## Work item
In the listing below, find every line containing "SecKey" and copy it out.

####################

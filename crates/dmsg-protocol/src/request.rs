//! Signed OPEN and ACCEPT bodies
//!
//! OPEN layout (142 bytes):
//! `src_pk[33] src_port u16 dst_pk[33] dst_port u16 timestamp u64 sig[64]`,
//! where the signature covers the first 78 bytes.
//!
//! ACCEPT layout (96 bytes): `sha256(OPEN body)[32] sig[64]`, the signature
//! covering the hash and made by the accepting side.

use bytes::{Buf, BufMut, Bytes, BytesMut};

use crate::addr::Addr;
use crate::cipher::{sha256, PubKey, SecKey, Sig, PUB_KEY_LEN, SIG_LEN};
use crate::error::ProtocolError;

/// Bytes covered by the OPEN signature
pub const DIAL_REQUEST_SIGNED_LEN: usize = PUB_KEY_LEN * 2 + 2 * 2 + 8;

/// Encoded OPEN body size
pub const DIAL_REQUEST_LEN: usize = DIAL_REQUEST_SIGNED_LEN + SIG_LEN;

/// Encoded ACCEPT body size
pub const DIAL_RESPONSE_LEN: usize = 32 + SIG_LEN;

/// Request to open a stream from `src` to `dst`
#[derive(Debug, Clone, PartialEq, Eq)]
pub struct DialRequest {
    pub src: Addr,
    pub dst: Addr,
    /// Nanoseconds since the Unix epoch, strictly increasing per source
    pub timestamp: u64,
    pub sig: Sig,
}

impl DialRequest {
    /// Build a request signed by `sk`
    pub fn signed(src: Addr, dst: Addr, timestamp: u64, sk: &SecKey) -> Self {
        let mut req = Self {
            src,
            dst,
            timestamp,
            sig: Sig::default(),
        };
        req.sig = sk.sign(&req.signed_bytes());
        req
    }

    fn signed_bytes(&self) -> BytesMut {
        let mut buf = BytesMut::with_capacity(DIAL_REQUEST_LEN);
        buf.put_slice(self.src.pk.as_bytes());
        buf.put_u16(self.src.port);
        buf.put_slice(self.dst.pk.as_bytes());
        buf.put_u16(self.dst.port);
        buf.put_u64(self.timestamp);
        buf
    }

    pub fn encode(&self) -> Bytes {
        let mut buf = self.signed_bytes();
        buf.put_slice(self.sig.as_bytes());
        buf.freeze()
    }

    pub fn decode(mut src: &[u8]) -> Result<Self, ProtocolError> {
        if src.len() != DIAL_REQUEST_LEN {
            return Err(ProtocolError::Malformed {
                what: "dial request",
                expected: DIAL_REQUEST_LEN,
                actual: src.len(),
            });
        }
        let src_pk = PubKey::from_slice(&src[..PUB_KEY_LEN])?;
        src.advance(PUB_KEY_LEN);
        let src_port = src.get_u16();
        let dst_pk = PubKey::from_slice(&src[..PUB_KEY_LEN])?;
        src.advance(PUB_KEY_LEN);
        let dst_port = src.get_u16();
        let timestamp = src.get_u64();
        let sig = Sig::from_slice(src)?;

        Ok(Self {
            src: Addr::new(src_pk, src_port),
            dst: Addr::new(dst_pk, dst_port),
            timestamp,
            sig,
        })
    }

    /// Check the signature against the claimed source key
    pub fn verify(&self) -> Result<(), ProtocolError> {
        self.src.pk.verify(&self.signed_bytes(), &self.sig)
    }

    /// Hash identifying this request in the matching ACCEPT
    pub fn hash(&self) -> [u8; 32] {
        sha256(&self.encode())
    }
}

/// Acceptance of a [`DialRequest`]
#[derive(Debug, Clone, PartialEq, Eq)]
pub struct DialResponse {
    pub req_hash: [u8; 32],
    pub sig: Sig,
}

impl DialResponse {
    /// Accept `req`, signing its hash with the responder's key
    pub fn accept(req: &DialRequest, sk: &SecKey) -> Self {
        let req_hash = req.hash();
        Self {
            req_hash,
            sig: sk.sign(&req_hash),
        }
    }

    pub fn encode(&self) -> Bytes {
        let mut buf = BytesMut::with_capacity(DIAL_RESPONSE_LEN);
        buf.put_slice(&self.req_hash);
        buf.put_slice(self.sig.as_bytes());
        buf.freeze()
    }

    pub fn decode(src: &[u8]) -> Result<Self, ProtocolError> {
        if src.len() != DIAL_RESPONSE_LEN {
            return Err(ProtocolError::Malformed {
                what: "dial response",
                expected: DIAL_RESPONSE_LEN,
                actual: src.len(),
            });
        }
        let mut req_hash = [0u8; 32];
        req_hash.copy_from_slice(&src[..32]);
        Ok(Self {
            req_hash,
            sig: Sig::from_slice(&src[32..])?,
        })
    }

    /// Whether this response refers to `req`
    pub fn matches(&self, req: &DialRequest) -> bool {
        self.req_hash == req.hash()
    }

    /// Check the responder's signature
    pub fn verify(&self, responder: &PubKey) -> Result<(), ProtocolError> {
        responder.verify(&self.req_hash, &self.sig)
    }
}

#[cfg(test)]
mod tests {
    use super::*;
    use crate::cipher::generate_keypair;

    fn request() -> (DialRequest, SecKey, SecKey) {
        let (pk_a, sk_a) = generate_keypair();
        let (pk_b, sk_b) = generate_keypair();
        let req = DialRequest::signed(Addr::new(pk_a, 49152), Addr::new(pk_b, 80), 42, &sk_a);
        (req, sk_a, sk_b)
    }

    #[test]
    fn test_request_layout() {
        let (req, _, _) = request();
        let encoded = req.encode();
        assert_eq!(encoded.len(), DIAL_REQUEST_LEN);
        assert_eq!(DIAL_REQUEST_LEN, 142);

        let decoded = DialRequest::decode(&encoded).unwrap();
        assert_eq!(decoded, req);
        assert!(decoded.verify().is_ok());
    }

    #[test]
    fn test_tampered_request_fails_verification() {
        let (mut req, _, _) = request();
        req.dst.port = 81;
        assert!(matches!(req.verify(), Err(ProtocolError::InvalidSignature)));
    }

    #[test]
    fn test_response_matches_request() {
        let (req, _, sk_b) = request();
        let resp = DialResponse::accept(&req, &sk_b);
        let decoded = DialResponse::decode(&resp.encode()).unwrap();

        assert!(decoded.matches(&req));
        assert!(decoded.verify(&req.dst.pk).is_ok());
        assert!(decoded.verify(&req.src.pk).is_err());

        let (other, _, _) = request();
        assert!(!decoded.matches(&other));
    }

    #[test]
    fn test_truncated_bodies() {
        assert!(DialRequest::decode(&[0u8; 10]).is_err());
        assert!(DialResponse::decode(&[0u8; 95]).is_err());
    }
}
impl ClientSession {
    /// Handshake with the server over `io` and start the session tasks
    pub(crate) async fn establish<T>(
        io: T,
        server_pk: PubKey,
        server_addr: String,
        shared: Arc<ClientShared>,
    ) -> Result<Arc<Self>>
    where
        T: AsyncRead + AsyncWrite + Send + Unpin + 'static,
    {
        let span = tracing::debug_span!("session", server = %server_pk, addr = %server_addr);
        let framed = tokio::time::timeout(
            shared.config.handshake_timeout,
            client_handshake(io, shared.pk, &shared.sk, server_pk),
        )
        .await
        .map_err(|_| Error::Timeout("session handshake"))??;

        let (sink, incoming) = framed.split();
        let closed = CancellationToken::new();
        let frames = spawn_writer(sink, closed.clone(), span.clone());

        let session = Self::new(server_pk, server_addr, shared, frames, closed, span.clone());

        let reader = Arc::clone(&session);
        tokio::spawn(async move { reader.read_loop(incoming).await }.instrument(span));

        tracing::info!(parent: &session.span, "Session established");
        Ok(session)
    }

    fn new(
        server_pk: PubKey,
        server_addr: String,
        shared: Arc<ClientShared>,
        frames: FrameSender,
        closed: CancellationToken,
        span: tracing::Span,
    ) -> Arc<Self> {
        Arc::new(Self {
            server_pk,
            server_addr,
            shared,
            frames,
            streams: IdManager::new(Parity::Even),
            pending: DashMap::new(),
            open_lock: tokio::sync::Mutex::new(()),
            timestamps: TimestampTracker::default(),
            closed,
            reason: Mutex::new(None),
            span,
        })
    }

    pub(crate) fn server_pk(&self) -> PubKey {
        self.server_pk
    }

    pub(crate) fn server_addr(&self) -> &str {
        &self.server_addr
    }

    pub(crate) fn is_closed(&self) -> bool {
        self.closed.is_cancelled()
    }

    /// Resolves once the session has torn down
    pub(crate) async fn wait_closed(&self) {
        self.closed.cancelled().await
    }

    /// Why the session ended, once it has
    pub(crate) fn close_reason(&self) -> Option<String> {
        self.reason
            .lock()
            .unwrap_or_else(|e| e.into_inner())
            .clone()
    }

    pub(crate) fn stream_count(&self) -> usize {
        self.streams.len()
    }

    pub(crate) fn close(&self) {
        self.closed.cancel();
    }

    /// Open a stream to `dst` through this session's server
    pub(crate) async fn dial(&self, dst: Addr) -> Result<Stream> {
        if self.is_closed() {
            return Err(DmsgError::SessionClosed.into());
        }
        let (port, guard) = self
            .shared
            .porter
            .reserve_ephemeral(PortUse::Stream)
            .ok_or(DmsgError::PortOccupied)?;
        let reservation = self
            .streams
            .reserve()
            .ok_or_else(|| Error::Io(io::Error::other("no free stream ids on session")))?;

        let id = reservation.id();
        let sid = StreamId::new(id);
        let local = Addr::new(self.shared.pk, port);
        let core = StreamCore::new(
            sid,
            local,
            dst,
            self.frames.clone(),
            self.streams.clone(),
            Some(guard),
            self.shared.config.close_timeout,
            tracing::debug_span!(parent: &self.span, "stream", id, remote = %dst),
        );

        let (tx, mut rx) = oneshot::channel();
        let pending = PendingGuard {
            session: self,
            id,
            core: Arc::clone(&core),
        };
        {
            // The responder rejects a timestamp at or below the last one it saw
            // from us, so OPENs must reach the queue in timestamp order.
            let _order = self.open_lock.lock().await;
            let req = DialRequest::signed(local, dst, self.shared.next_timestamp(), &self.shared.sk);
            let open = Frame::open(sid, &req);
            self.pending.insert(
                id,
                PendingDial {
                    req,
                    core,
                    reservation,
                    tx,
                },
            );
            self.frames.send(open).await?;
        }
        tracing::debug!(parent: &self.span, stream = id, dst = %dst, "Dialing stream");

        let outcome = match tokio::time::timeout(self.shared.config.dial_timeout, &mut rx).await {
            Ok(outcome) => outcome,
            Err(_) => {
                if pending.cancel() {
                    return Err(Error::Timeout("stream dial"));
                }
                // The read loop already took the dial; its answer is on the way.
                rx.await
            }
        };

        match outcome {
            Ok(Ok(stream)) => Ok(stream),
            Ok(Err(e)) => Err(e.into()),
            Err(_) => Err(DmsgError::SessionClosed.into()),
        }
    }

    async fn read_loop<R>(self: Arc<Self>, mut incoming: R)
    where
        R: futures::Stream<Item = std::result::Result<Frame, ProtocolError>> + Unpin,
    {
        let reason = loop {
            let frame = tokio::select! {
                _ = self.closed.cancelled() => break "closed locally".to_string(),
                next = incoming.next() => match next {
                    Some(Ok(frame)) => frame,
                    Some(Err(e)) => break format!("read failed: {}", e),
                    None => break "connection closed by server".to_string(),
                },
            };
            self.handle_frame(frame);
        };
        self.teardown(reason);
    }

    fn handle_frame(&self, frame: Frame) {
        let sid = frame.stream_id;
        let id = sid.as_u16();
        match frame.frame_type {
            FrameType::Open => {
                if let Err(err) = self.accept_open(sid, &frame.payload) {
                    tracing::debug!(stream = id, error = %err, "Rejecting inbound stream");
                    let _ = self.frames.send_ctrl(Frame::reject(sid, err.code()));
                }
            }
            FrameType::Accept => self.handle_accept(sid, &frame.payload),
            FrameType::Reject => {
                if let Some((_, pending)) = self.pending.remove(&id) {
                    let code = frame
                        .reject_code()
                        .unwrap_or(DmsgError::DialRespNotAccepted.code());
                    let _ = pending.tx.send(Err(DmsgError::from_reject_code(code)));
                }
            }
            FrameType::Data => match self.streams.get(id) {
                Some(core) => {
                    if core.on_data(frame.payload).is_err() {
                        core.reset();
                    }
                }
                None => tracing::trace!(stream = id, "DATA for unknown stream"),
            },
            FrameType::Ack => {
                if let (Some(core), Ok(credit)) = (self.streams.get(id), frame.ack_credit()) {
                    core.on_ack(credit);
                }
            }
            FrameType::Close => {
                if let Some((_, pending)) = self.pending.remove(&id) {
                    let _ = self.frames.send_ctrl(Frame::close(sid));
                    let _ = pending.tx.send(Err(DmsgError::DialRespNotAccepted));
                } else if let Some(core) = self.streams.get(id) {
                    core.on_close();
                }
            }
        }
    }

    /// Validate an inbound OPEN and hand the stream to its listener
    fn accept_open(&self, sid: StreamId, payload: &[u8]) -> std::result::Result<(), DmsgError> {
        let req = DialRequest::decode(payload).map_err(|_| DmsgError::SignedObjectInvalid)?;
        if req.dst.pk != self.shared.pk {
            return Err(DmsgError::ReqInvalidDstPk);
        }
        if req.src.port == 0 {
            return Err(DmsgError::ReqInvalidSrcPort);
        }
        if req.dst.port == 0 {
            return Err(DmsgError::ReqInvalidDstPort);
        }
        if req.src.pk.is_null() {
            return Err(DmsgError::ReqInvalidSrcPk);
        }
        req.verify().map_err(|_| DmsgError::ReqInvalidSig)?;
        self.timestamps.check(&req.src.pk, req.timestamp)?;

        let listener = match self.shared.porter.port_value(req.dst.port) {
            Some(PortUse::Listener(listener)) => listener,
            _ => return Err(DmsgError::ReqNoListener),
        };
        let permit = listener.try_reserve()?;

        let core = StreamCore::new(
            sid,
            req.dst,
            req.src,
            self.frames.clone(),
            self.streams.clone(),
            None,
            self.shared.config.close_timeout,
            tracing::debug_span!(parent: &self.span, "stream", id = sid.as_u16(), remote = %req.src),
        );
        if !self.streams.insert_at(sid.as_u16(), Arc::clone(&core)) {
            return Err(DmsgError::DialRespNotAccepted);
        }

        let resp = DialResponse::accept(&req, &self.shared.sk);
        if self.frames.send_ctrl(Frame::accept(sid, &resp)).is_err() {
            self.streams.remove(sid.as_u16());
            return Err(DmsgError::SessionClosed);
        }
        tracing::debug!(stream = sid.as_u16(), src = %req.src, port = req.dst.port, "Accepted inbound stream");
        permit.send(Stream::new(core));
        Ok(())
    }

    fn handle_accept(&self, sid: StreamId, payload: &[u8]) {
        let Some((_, pending)) = self.pending.remove(&sid.as_u16()) else {
            tracing::trace!(stream = sid.as_u16(), "ACCEPT for unknown dial");
            let _ = self.frames.send_ctrl(Frame::close(sid));
            return;
        };

        let checked = DialResponse::decode(payload)
            .map_err(|_| DmsgError::SignedObjectInvalid)
            .and_then(|resp| {
                if !resp.matches(&pending.req) {
                    Err(DmsgError::DialRespInvalidHash)
                } else if resp.verify(&pending.req.dst.pk).is_err() {
                    Err(DmsgError::DialRespInvalidSig)
                } else {
                    Ok(())
                }
            });

        match checked {
            Ok(()) => {
                // Commit here so DATA right behind the ACCEPT finds the stream.
                pending.reservation.commit(Arc::clone(&pending.core));
                // A dial that has gone away drops the stream, closing it.
                let _ = pending.tx.send(Ok(Stream::new(pending.core)));
            }
            Err(err) => {
                tracing::warn!(stream = sid.as_u16(), error = %err, "Invalid ACCEPT");
                let _ = self.frames.send_ctrl(Frame::close(sid));
                let _ = pending.tx.send(Err(err));
            }
        }
    }

    fn teardown(&self, reason: String) {
        *self.reason.lock().unwrap_or_else(|e| e.into_inner()) = Some(reason.clone());
        self.closed.cancel();

        let streams = self.streams.drain();
        for (_, core) in &streams {
            core.on_session_closed();
        }
        // Dropping the senders fails every pending dial with SessionClosed.
        self.pending.clear();
        tracing::info!(parent: &self.span, reason = %reason, streams = streams.len(), "Session closed");
    }
}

####################

## Task response
use crate::cipher::{sha256, PubKey, SecKey, Sig, PUB_KEY_LEN, SIG_LEN};
    pub fn signed(src: Addr, dst: Addr, timestamp: u64, sk: &SecKey) -> Self {
    pub fn accept(req: &DialRequest, sk: &SecKey) -> Self {
    fn request() -> (DialRequest, SecKey, SecKey) {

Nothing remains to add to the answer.